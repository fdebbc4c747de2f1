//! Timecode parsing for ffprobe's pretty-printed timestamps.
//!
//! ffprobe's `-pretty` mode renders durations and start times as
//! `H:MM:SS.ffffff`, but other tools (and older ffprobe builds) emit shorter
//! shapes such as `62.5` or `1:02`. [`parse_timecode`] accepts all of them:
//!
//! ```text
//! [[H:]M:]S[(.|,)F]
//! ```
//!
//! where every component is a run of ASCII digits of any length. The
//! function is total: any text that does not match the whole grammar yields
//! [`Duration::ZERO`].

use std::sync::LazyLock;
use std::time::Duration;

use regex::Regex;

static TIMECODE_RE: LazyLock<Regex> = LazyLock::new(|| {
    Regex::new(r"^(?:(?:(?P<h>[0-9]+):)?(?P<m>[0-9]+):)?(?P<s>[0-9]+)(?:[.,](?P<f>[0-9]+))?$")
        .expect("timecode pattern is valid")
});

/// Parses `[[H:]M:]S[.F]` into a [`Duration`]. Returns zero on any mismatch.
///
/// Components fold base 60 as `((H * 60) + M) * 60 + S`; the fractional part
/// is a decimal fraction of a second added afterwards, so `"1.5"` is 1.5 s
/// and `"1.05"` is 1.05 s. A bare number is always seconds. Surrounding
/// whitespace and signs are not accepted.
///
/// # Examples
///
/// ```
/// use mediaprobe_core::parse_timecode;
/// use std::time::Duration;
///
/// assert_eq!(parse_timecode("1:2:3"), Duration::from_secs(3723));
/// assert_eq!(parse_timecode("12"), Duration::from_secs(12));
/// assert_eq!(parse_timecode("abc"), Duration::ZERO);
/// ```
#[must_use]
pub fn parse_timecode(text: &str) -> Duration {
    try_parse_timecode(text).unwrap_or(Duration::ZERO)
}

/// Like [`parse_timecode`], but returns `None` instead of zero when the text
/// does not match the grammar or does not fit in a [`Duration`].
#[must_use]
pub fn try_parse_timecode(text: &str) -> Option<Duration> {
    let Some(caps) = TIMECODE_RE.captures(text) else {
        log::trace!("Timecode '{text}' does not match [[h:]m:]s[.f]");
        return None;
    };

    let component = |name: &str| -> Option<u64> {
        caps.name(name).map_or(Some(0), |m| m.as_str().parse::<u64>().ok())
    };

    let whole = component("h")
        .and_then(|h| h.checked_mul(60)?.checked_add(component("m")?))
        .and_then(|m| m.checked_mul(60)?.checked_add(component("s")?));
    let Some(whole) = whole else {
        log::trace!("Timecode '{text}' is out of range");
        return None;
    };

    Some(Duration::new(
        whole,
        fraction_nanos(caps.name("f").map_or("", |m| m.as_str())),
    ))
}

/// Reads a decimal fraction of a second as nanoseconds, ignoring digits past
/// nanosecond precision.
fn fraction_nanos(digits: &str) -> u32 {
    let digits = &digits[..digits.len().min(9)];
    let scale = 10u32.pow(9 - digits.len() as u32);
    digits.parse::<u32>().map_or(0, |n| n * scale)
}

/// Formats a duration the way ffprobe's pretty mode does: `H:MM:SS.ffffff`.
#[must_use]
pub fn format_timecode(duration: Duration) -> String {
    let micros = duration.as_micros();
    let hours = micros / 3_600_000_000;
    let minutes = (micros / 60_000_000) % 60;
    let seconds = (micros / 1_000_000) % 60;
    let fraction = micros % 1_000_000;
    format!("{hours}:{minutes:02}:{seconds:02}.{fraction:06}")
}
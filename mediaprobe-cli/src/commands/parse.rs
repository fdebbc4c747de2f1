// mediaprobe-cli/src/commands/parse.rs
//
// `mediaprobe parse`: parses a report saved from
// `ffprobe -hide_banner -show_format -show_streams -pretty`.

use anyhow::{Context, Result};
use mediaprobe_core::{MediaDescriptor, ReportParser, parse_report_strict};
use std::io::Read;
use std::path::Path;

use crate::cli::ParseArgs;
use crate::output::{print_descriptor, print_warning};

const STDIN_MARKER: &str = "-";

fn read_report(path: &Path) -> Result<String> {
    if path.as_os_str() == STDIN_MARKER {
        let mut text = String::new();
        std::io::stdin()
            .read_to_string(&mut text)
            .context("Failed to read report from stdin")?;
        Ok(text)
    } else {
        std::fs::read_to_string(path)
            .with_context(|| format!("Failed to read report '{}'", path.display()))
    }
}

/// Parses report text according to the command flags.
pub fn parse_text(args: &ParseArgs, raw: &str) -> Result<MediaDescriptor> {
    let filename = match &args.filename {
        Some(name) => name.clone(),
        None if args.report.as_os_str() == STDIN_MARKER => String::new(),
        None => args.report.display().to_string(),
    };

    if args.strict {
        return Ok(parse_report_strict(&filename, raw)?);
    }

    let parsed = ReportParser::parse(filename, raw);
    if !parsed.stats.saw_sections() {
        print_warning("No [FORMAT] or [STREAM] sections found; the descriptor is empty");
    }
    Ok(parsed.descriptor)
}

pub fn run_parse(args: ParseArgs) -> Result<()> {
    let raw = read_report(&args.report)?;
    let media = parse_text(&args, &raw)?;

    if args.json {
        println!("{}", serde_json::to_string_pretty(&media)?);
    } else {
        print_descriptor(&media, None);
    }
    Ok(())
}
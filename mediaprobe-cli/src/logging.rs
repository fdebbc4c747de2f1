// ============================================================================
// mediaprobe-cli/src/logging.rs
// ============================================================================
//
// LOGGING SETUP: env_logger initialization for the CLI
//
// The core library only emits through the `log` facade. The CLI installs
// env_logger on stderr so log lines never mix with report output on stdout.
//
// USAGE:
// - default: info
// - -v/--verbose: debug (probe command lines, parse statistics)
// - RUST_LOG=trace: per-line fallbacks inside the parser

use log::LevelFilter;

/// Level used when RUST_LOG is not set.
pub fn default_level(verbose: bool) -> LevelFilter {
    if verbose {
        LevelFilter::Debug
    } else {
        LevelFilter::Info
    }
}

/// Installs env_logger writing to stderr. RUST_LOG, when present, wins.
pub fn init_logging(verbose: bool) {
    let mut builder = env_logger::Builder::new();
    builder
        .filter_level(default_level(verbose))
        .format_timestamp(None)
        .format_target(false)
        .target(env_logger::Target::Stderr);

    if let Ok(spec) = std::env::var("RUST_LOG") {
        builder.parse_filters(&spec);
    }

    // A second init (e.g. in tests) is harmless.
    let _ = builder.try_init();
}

● ● ●

- _Prompt_
Transcribe, word for word, the data above from its first line through the line with "static TIMECODE_RE: LazyLock<Regex>", and include nothing else.

- _Response below_
repository fdebbc4c747de2f1
//! Timecode parsing for ffprobe's pretty-printed timestamps.
//!
//! ffprobe's `-pretty` mode renders durations and start times as
//! `H:MM:SS.ffffff`, but other tools (and older ffprobe builds) emit shorter
//! shapes such as `62.5` or `1:02`. [`parse_timecode`] accepts all of them:
//!
//! ```text
//! [[H:]M:]S[(.|,)F]
//! ```
//!
//! where every component is a run of ASCII digits of any length. The
//! function is total: any text that does not match the whole grammar yields
//! [`Duration::ZERO`].

use std::sync::LazyLock;
use std::time::Duration;

use regex::Regex;

static TIMECODE_RE: LazyLock<Regex> = LazyLock::new(|| {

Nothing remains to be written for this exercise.